THE TASK: In the entries, find all lines that hold the word "UnaryOp" and copy them.

====== RECORDED INFORMATION ======

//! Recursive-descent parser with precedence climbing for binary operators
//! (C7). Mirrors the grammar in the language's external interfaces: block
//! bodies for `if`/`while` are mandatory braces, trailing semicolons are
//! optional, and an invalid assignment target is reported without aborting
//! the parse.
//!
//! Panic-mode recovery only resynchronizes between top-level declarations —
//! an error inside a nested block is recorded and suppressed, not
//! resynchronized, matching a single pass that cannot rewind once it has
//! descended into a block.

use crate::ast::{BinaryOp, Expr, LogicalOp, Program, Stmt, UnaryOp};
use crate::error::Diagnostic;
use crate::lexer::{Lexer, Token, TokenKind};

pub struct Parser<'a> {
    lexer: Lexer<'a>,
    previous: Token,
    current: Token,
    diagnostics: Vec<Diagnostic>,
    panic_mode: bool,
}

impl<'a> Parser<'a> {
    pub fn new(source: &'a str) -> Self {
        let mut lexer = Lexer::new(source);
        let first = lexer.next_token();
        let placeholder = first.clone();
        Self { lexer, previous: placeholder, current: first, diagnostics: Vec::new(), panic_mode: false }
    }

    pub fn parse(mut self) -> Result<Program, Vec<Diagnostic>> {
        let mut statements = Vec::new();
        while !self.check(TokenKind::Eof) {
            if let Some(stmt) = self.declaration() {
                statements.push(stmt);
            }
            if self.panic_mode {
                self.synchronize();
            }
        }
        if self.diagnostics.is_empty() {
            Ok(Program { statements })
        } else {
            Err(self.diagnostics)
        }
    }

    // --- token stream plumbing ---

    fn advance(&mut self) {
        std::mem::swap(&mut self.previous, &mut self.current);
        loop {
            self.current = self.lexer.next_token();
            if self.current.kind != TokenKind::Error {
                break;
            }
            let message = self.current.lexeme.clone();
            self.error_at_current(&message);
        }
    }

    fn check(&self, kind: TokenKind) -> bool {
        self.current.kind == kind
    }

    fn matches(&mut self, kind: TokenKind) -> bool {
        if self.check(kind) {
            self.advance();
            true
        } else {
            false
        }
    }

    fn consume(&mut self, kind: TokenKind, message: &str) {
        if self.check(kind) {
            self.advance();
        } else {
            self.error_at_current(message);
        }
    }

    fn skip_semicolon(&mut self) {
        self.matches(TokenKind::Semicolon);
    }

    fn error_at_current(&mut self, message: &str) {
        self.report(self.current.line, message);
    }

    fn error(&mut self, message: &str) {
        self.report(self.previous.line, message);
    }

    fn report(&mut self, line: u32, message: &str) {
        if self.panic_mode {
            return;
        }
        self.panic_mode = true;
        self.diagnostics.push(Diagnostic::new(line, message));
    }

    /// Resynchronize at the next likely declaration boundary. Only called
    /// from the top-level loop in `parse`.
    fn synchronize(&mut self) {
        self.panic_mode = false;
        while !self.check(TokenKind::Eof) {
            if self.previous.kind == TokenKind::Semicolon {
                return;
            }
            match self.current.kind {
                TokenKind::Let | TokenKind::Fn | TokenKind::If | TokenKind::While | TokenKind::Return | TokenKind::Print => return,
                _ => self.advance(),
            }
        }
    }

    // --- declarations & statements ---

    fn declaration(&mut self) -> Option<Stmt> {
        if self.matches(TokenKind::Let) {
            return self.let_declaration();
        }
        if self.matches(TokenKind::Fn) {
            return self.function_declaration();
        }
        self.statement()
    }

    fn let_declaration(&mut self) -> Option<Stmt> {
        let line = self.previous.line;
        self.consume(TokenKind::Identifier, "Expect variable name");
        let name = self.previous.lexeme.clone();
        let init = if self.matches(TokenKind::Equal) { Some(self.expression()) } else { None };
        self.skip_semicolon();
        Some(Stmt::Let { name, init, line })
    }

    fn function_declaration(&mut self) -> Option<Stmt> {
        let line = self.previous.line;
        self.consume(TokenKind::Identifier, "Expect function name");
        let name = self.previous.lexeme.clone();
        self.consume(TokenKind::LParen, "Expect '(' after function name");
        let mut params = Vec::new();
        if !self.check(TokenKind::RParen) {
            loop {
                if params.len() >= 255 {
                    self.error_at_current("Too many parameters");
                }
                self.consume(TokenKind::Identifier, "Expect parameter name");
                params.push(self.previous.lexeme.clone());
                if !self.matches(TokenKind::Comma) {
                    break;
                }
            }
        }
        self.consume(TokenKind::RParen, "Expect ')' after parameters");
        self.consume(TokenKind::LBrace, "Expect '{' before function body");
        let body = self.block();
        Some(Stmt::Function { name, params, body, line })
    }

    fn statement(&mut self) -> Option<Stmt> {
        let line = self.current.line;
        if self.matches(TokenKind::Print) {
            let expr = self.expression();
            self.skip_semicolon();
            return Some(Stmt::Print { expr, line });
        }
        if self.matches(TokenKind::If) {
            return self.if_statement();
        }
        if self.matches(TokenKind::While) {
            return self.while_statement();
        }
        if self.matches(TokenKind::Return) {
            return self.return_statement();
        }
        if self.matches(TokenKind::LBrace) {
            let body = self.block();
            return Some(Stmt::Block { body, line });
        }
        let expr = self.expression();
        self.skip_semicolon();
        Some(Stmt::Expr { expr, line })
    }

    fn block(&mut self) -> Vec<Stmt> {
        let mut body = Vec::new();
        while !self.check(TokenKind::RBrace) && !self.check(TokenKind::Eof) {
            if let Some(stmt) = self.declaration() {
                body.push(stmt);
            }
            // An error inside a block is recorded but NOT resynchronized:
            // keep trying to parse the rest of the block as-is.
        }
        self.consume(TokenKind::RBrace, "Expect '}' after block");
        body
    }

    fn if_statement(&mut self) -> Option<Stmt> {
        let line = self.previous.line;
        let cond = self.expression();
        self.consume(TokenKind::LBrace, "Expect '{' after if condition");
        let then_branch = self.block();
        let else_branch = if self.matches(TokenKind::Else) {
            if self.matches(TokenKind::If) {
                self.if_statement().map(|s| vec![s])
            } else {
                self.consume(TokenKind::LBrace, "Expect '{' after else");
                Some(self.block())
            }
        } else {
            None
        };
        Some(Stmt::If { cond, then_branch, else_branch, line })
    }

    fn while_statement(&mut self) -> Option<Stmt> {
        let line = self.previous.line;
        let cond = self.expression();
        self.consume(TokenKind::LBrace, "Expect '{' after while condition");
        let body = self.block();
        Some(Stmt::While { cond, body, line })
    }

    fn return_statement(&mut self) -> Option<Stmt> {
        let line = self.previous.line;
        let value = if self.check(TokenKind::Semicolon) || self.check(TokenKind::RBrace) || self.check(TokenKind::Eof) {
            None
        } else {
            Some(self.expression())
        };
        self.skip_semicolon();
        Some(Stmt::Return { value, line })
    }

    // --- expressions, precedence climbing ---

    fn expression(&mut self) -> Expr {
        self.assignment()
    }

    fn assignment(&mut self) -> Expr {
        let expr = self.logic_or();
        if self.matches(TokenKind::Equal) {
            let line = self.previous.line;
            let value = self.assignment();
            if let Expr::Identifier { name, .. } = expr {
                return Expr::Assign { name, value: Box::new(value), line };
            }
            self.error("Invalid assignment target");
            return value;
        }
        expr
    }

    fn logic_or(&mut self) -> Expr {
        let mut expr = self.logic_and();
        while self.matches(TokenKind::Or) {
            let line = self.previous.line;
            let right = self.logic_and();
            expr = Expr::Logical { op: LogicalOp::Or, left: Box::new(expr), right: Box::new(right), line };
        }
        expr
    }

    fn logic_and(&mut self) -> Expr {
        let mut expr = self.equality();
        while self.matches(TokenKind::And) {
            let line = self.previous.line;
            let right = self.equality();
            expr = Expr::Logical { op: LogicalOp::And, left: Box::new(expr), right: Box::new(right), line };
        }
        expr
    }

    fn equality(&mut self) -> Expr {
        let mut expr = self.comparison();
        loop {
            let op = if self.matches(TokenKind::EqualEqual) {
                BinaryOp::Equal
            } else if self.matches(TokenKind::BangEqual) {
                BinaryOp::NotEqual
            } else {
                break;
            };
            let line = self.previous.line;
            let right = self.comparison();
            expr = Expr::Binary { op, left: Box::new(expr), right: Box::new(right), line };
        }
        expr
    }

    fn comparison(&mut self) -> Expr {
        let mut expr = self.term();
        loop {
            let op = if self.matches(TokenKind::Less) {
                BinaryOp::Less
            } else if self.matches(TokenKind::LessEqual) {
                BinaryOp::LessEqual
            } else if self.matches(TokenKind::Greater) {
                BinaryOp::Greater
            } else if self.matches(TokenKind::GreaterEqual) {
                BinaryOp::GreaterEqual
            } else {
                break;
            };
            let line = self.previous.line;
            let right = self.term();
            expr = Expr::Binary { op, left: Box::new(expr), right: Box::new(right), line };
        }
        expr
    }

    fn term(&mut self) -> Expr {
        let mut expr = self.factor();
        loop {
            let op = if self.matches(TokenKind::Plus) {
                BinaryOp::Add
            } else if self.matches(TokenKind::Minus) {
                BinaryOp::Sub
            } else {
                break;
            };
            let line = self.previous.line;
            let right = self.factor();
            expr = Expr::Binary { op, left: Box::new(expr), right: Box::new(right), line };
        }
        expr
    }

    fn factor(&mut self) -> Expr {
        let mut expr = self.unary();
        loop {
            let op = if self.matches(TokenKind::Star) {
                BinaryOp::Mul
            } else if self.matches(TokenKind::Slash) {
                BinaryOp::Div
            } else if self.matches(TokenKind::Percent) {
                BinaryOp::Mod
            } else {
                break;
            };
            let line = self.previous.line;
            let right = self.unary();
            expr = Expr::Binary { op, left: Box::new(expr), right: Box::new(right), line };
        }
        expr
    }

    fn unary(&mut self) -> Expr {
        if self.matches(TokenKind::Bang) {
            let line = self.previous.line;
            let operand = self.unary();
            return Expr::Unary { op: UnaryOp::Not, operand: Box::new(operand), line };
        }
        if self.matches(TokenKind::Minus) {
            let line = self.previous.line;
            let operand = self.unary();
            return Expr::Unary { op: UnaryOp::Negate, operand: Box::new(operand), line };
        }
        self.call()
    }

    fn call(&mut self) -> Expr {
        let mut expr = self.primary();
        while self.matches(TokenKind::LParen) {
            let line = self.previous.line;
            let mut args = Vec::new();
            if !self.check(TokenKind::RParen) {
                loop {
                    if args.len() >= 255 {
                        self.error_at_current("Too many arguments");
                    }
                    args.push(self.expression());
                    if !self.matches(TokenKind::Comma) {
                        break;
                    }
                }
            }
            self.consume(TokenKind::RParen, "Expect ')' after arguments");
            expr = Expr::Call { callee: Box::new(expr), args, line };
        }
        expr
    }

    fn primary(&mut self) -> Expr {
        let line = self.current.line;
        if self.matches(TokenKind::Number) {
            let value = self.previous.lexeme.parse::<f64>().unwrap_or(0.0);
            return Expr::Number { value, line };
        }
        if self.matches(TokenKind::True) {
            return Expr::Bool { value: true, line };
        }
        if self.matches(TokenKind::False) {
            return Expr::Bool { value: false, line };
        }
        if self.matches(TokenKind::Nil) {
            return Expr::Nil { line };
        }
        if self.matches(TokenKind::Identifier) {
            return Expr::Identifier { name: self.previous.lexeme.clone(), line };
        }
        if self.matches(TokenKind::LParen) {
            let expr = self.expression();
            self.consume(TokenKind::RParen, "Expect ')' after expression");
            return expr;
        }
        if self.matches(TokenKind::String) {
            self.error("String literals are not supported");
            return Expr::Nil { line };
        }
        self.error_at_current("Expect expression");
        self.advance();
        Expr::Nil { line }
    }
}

======

ANSWER BOX:
use crate::ast::{BinaryOp, Expr, LogicalOp, Program, Stmt, UnaryOp};
            return Expr::Unary { op: UnaryOp::Not, operand: Box::new(operand), line };
            return Expr::Unary { op: UnaryOp::Negate, operand: Box::new(operand), line };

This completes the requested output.